- EXERCISE AIM: Filter the records for lines holding the string "Unix".

- DATASET RECORDS:

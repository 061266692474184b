/**
 * Session Tokens
 *
 * Sessions are stateless: a successful login yields an HS256 JWT carrying the
 * user ID (`sub`), the issue time (`iat`) and an expiry (`exp`). Nothing is
 * stored server-side, so "logged in" is re-derived from the token on every
 * request and logout cannot revoke a token before it expires.
 *
 * The signing secret is read once at startup and kept in `TokenIssuer`,
 * shared through the application state.
 */

use chrono::{Duration, Utc};
use jsonwebtoken::{
    decode, encode, errors::ErrorKind, Algorithm, DecodingKey, EncodingKey, Header, Validation,
};
use serde::{Deserialize, Serialize};
use thiserror::Error;

/// JWT claims structure
#[derive(Debug, Clone, PartialEq, Eq, Serialize, Deserialize)]
pub struct Claims {
    /// User ID
    pub sub: String,
    /// Issued at time (Unix timestamp)
    pub iat: i64,
    /// Expiration time (Unix timestamp)
    pub exp: i64,
}

/// Token verification failure
#[derive(Debug, Clone, Copy, PartialEq, Eq, Error)]
pub enum AuthError {
    /// No `Authorization: Bearer <token>` header on the request
    #[error("Missing Authorization Header")]
    MissingToken,
    /// The token is not three dot-separated segments, or names no user
    #[error("Malformed token")]
    Malformed,
    /// The signature does not match the header and payload
    #[error("Signature verification failed")]
    InvalidSignature,
    /// The token is past its expiry
    #[error("Token has expired")]
    Expired,
}

/// Token issuing failure
#[derive(Debug, Error)]
pub enum TokenError {
    /// The configured lifetime puts the expiry outside the representable range
    #[error("token expiry is out of range")]
    ExpiryOutOfRange,
    #[error(transparent)]
    Encode(#[from] jsonwebtoken::errors::Error),
}

/// Issues and verifies session tokens with the process-wide secret
#[derive(Clone)]
pub struct TokenIssuer {
    encoding: EncodingKey,
    decoding: DecodingKey,
    validation: Validation,
    ttl: Duration,
}

impl TokenIssuer {
    /// Create an issuer signing with `secret`; tokens live for `ttl`
    pub fn new(secret: &str, ttl: Duration) -> Self {
        let mut validation = Validation::new(Algorithm::HS256);
        // Expiry is exact; a token is rejected the second it expires.
        validation.leeway = 0;

        Self {
            encoding: EncodingKey::from_secret(secret.as_bytes()),
            decoding: DecodingKey::from_secret(secret.as_bytes()),
            validation,
            ttl,
        }
    }

    pub fn ttl(&self) -> Duration {
        self.ttl
    }

    /// Create a token asserting `user_id`
    pub fn issue(&self, user_id: i64) -> Result<String, TokenError> {
        let now = Utc::now();
        let expires = now
            .checked_add_signed(self.ttl)
            .ok_or(TokenError::ExpiryOutOfRange)?;
        let claims = Claims {
            sub: user_id.to_string(),
            iat: now.timestamp(),
            exp: expires.timestamp(),
        };

        Ok(encode(&Header::new(Algorithm::HS256), &claims, &self.encoding)?)
    }

    /// Verify `token` and return the user ID it asserts
    pub fn verify(&self, token: &str) -> Result<i64, AuthError> {
        if !is_well_formed(token) {
            return Err(AuthError::Malformed);
        }

        let data = decode::<Claims>(token, &self.decoding, &self.validation).map_err(classify)?;

        data.claims.sub.parse::<i64>().map_err(|_| AuthError::Malformed)
    }
}

/// A JWT is exactly three non-empty segments joined by dots
fn is_well_formed(token: &str) -> bool {
    let segments: Vec<&str> = token.split('.').collect();
    segments.len() == 3 && segments.iter().all(|segment| !segment.is_empty())
}

/// Map a decoding failure of a structurally intact token
///
/// Any failure other than expiry means the segments do not match the
/// signature we would have produced, so it is reported as a signature
/// failure. jsonwebtoken checks the signature before the expiry, so a
/// tampered expired token is reported as tampered.
fn classify(err: jsonwebtoken::errors::Error) -> AuthError {
    match err.kind() {
        ErrorKind::ExpiredSignature => AuthError::Expired,
        _ => AuthError::InvalidSignature,
    }
}

#[cfg(test)]
mod tests {
    use super::*;

    fn issuer() -> TokenIssuer {
        TokenIssuer::new("test-secret", Duration::minutes(15))
    }

    fn tamper(token: &str, index: usize) -> String {
        let mut bytes = token.as_bytes().to_vec();
        bytes[index] = if bytes[index] == b'A' { b'B' } else { b'A' };
        String::from_utf8(bytes).unwrap()
    }

    #[test]
    fn test_issue_then_verify() {
        let token = issuer().issue(42).unwrap();
        assert_eq!(issuer().verify(&token), Ok(42));
    }

    #[test]
    fn test_claims_carry_expiry() {
        let token = issuer().issue(7).unwrap();
        let claims = decode::<Claims>(&token, &issuer().decoding, &issuer().validation)
            .unwrap()
            .claims;
        assert_eq!(claims.sub, "7");
        assert_eq!(claims.exp - claims.iat, 15 * 60);
    }

    #[test]
    fn test_expired_token() {
        let expired = TokenIssuer::new("test-secret", Duration::seconds(-10));
        let token = expired.issue(42).unwrap();
        assert_eq!(issuer().verify(&token), Err(AuthError::Expired));
    }

    #[test]
    fn test_unrepresentable_expiry_is_an_error() {
        let forever = TokenIssuer::new("test-secret", Duration::MAX);
        assert!(matches!(forever.issue(42), Err(TokenError::ExpiryOutOfRange)));
    }

    #[test]
    fn test_wrong_secret() {
        let other = TokenIssuer::new("another-secret", Duration::minutes(15));
        let token = other.issue(42).unwrap();
        assert_eq!(issuer().verify(&token), Err(AuthError::InvalidSignature));
    }

    #[test]
    fn test_any_altered_byte_is_detected() {
        let token = issuer().issue(42).unwrap();
        for index in 0..token.len() {
            if token.as_bytes()[index] == b'.' {
                continue;
            }
            let altered = tamper(&token, index);
            assert_eq!(
                issuer().verify(&altered),
                Err(AuthError::InvalidSignature),
                "alteration at byte {} went unnoticed",
                index
            );
        }
    }

    #[test]
    fn test_malformed_tokens() {
        assert_eq!(issuer().verify(""), Err(AuthError::Malformed));
        assert_eq!(issuer().verify("invalid_token"), Err(AuthError::Malformed));
        assert_eq!(issuer().verify("a.b"), Err(AuthError::Malformed));
        assert_eq!(issuer().verify("a..c"), Err(AuthError::Malformed));
        assert_eq!(issuer().verify("a.b.c.d"), Err(AuthError::Malformed));
    }

    #[test]
    fn test_non_numeric_subject_is_malformed() {
        let issuer = issuer();
        let claims = Claims {
            sub: "not-a-user".to_string(),
            iat: Utc::now().timestamp(),
            exp: (Utc::now() + Duration::minutes(5)).timestamp(),
        };
        let token = encode(&Header::new(Algorithm::HS256), &claims, &issuer.encoding).unwrap();
        assert_eq!(issuer.verify(&token), Err(AuthError::Malformed));
    }
}
/**
 * API Routes
 *
 * # Public
 * - `POST /register` - User registration
 * - `POST /login` - User login, returns a bearer token
 * - `GET /events/view` - All events
 * - `GET /posts/view` - All posts, newest first
 *
 * # Protected (`Authorization: Bearer <token>`)
 * - `POST /logout` - Acknowledge logout
 * - `GET /protected` - Greeting for the caller
 * - `POST /events/create` - Create an event
 * - `POST /posts` - Create a post (form)
 * - `POST /posts/{id}/delete` - Delete own post
 */

use axum::{
    middleware,
    routing::{get, post},
    Router,
};

use crate::backend::auth::{login, logout, protected, register};
use crate::backend::events::{create_event, view_events};
use crate::backend::middleware::auth_middleware;
use crate::backend::posts::{create_post, delete_post, view_posts};
use crate::backend::server::state::AppState;

/// Configure API routes
///
/// Protected routes share one `route_layer`, so the token is checked only
/// once a route has matched; unknown paths still reach the fallback.
///
/// # Arguments
///
/// * `router` - The router to add routes to
/// * `app_state` - Supplies the token issuer to the auth middleware
pub fn configure_api_routes(router: Router<AppState>, app_state: &AppState) -> Router<AppState> {
    let protected_routes = Router::new()
        .route("/logout", post(logout))
        .route("/protected", get(protected))
        .route("/events/create", post(create_event))
        .route("/posts", post(create_post))
        .route("/posts/{id}/delete", post(delete_post))
        .route_layer(middleware::from_fn_with_state(
            app_state.tokens.clone(),
            auth_middleware,
        ));

    router
        .route("/register", post(register))
        .route("/login", post(login))
        .route("/events/view", get(view_events))
        .route("/posts/view", get(view_posts))
        .merge(protected_routes)
}
//! Storage Module
//!
//! Handlers reach the database only through the `Store` trait, carried in
//! `AppState` as `Arc<dyn Store>`. `SqliteStore` is the production
//! implementation; tests can substitute their own.
//!
//! # Module Structure
//!
//! ```text
//! store/
//! ├── mod.rs          - Store trait and StoreError
//! ├── sqlite.rs       - SQLite implementation
//! └── schema.sql      - Table definitions, applied at startup
//! ```

use async_trait::async_trait;
use thiserror::Error;

use crate::backend::auth::users::{NewUser, User};
use crate::shared::{Event, NewEvent, NewPost, Post};

/// SQLite implementation
pub mod sqlite;

pub use sqlite::SqliteStore;

/// Storage errors
#[derive(Debug, Error)]
pub enum StoreError {
    /// The email is already registered
    #[error("email already exists")]
    DuplicateEmail,

    /// Any other database failure
    #[error("database error: {0}")]
    Database(#[from] sqlx::Error),
}

/// Persistence for users, events and posts
///
/// Reads never mutate. Each write is a single transaction: it either
/// commits completely or is rolled back before the error is returned.
#[async_trait]
pub trait Store: Send + Sync {
    /// Find a user by email
    async fn find_user_by_email(&self, email: &str) -> Result<Option<User>, StoreError>;

    /// Find a user by ID
    async fn find_user_by_id(&self, id: i64) -> Result<Option<User>, StoreError>;

    /// Insert a user, failing with `DuplicateEmail` when the email is taken
    async fn create_user(&self, user: NewUser) -> Result<User, StoreError>;

    /// Insert an event and return its ID
    async fn create_event(&self, event: NewEvent) -> Result<i64, StoreError>;

    /// All events in creation order
    async fn list_events(&self) -> Result<Vec<Event>, StoreError>;

    /// Insert a post stamped with the current time
    async fn create_post(&self, post: NewPost) -> Result<Post, StoreError>;

    /// Find a post by ID
    async fn find_post(&self, id: i64) -> Result<Option<Post>, StoreError>;

    /// All posts, newest first
    async fn list_posts(&self) -> Result<Vec<Post>, StoreError>;

    /// Delete a post; `false` when no such post existed
    async fn delete_post(&self, id: i64) -> Result<bool, StoreError>;
}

- RESPONSE AREA:
    /// Issued at time (Unix timestamp)
    /// Expiration time (Unix timestamp)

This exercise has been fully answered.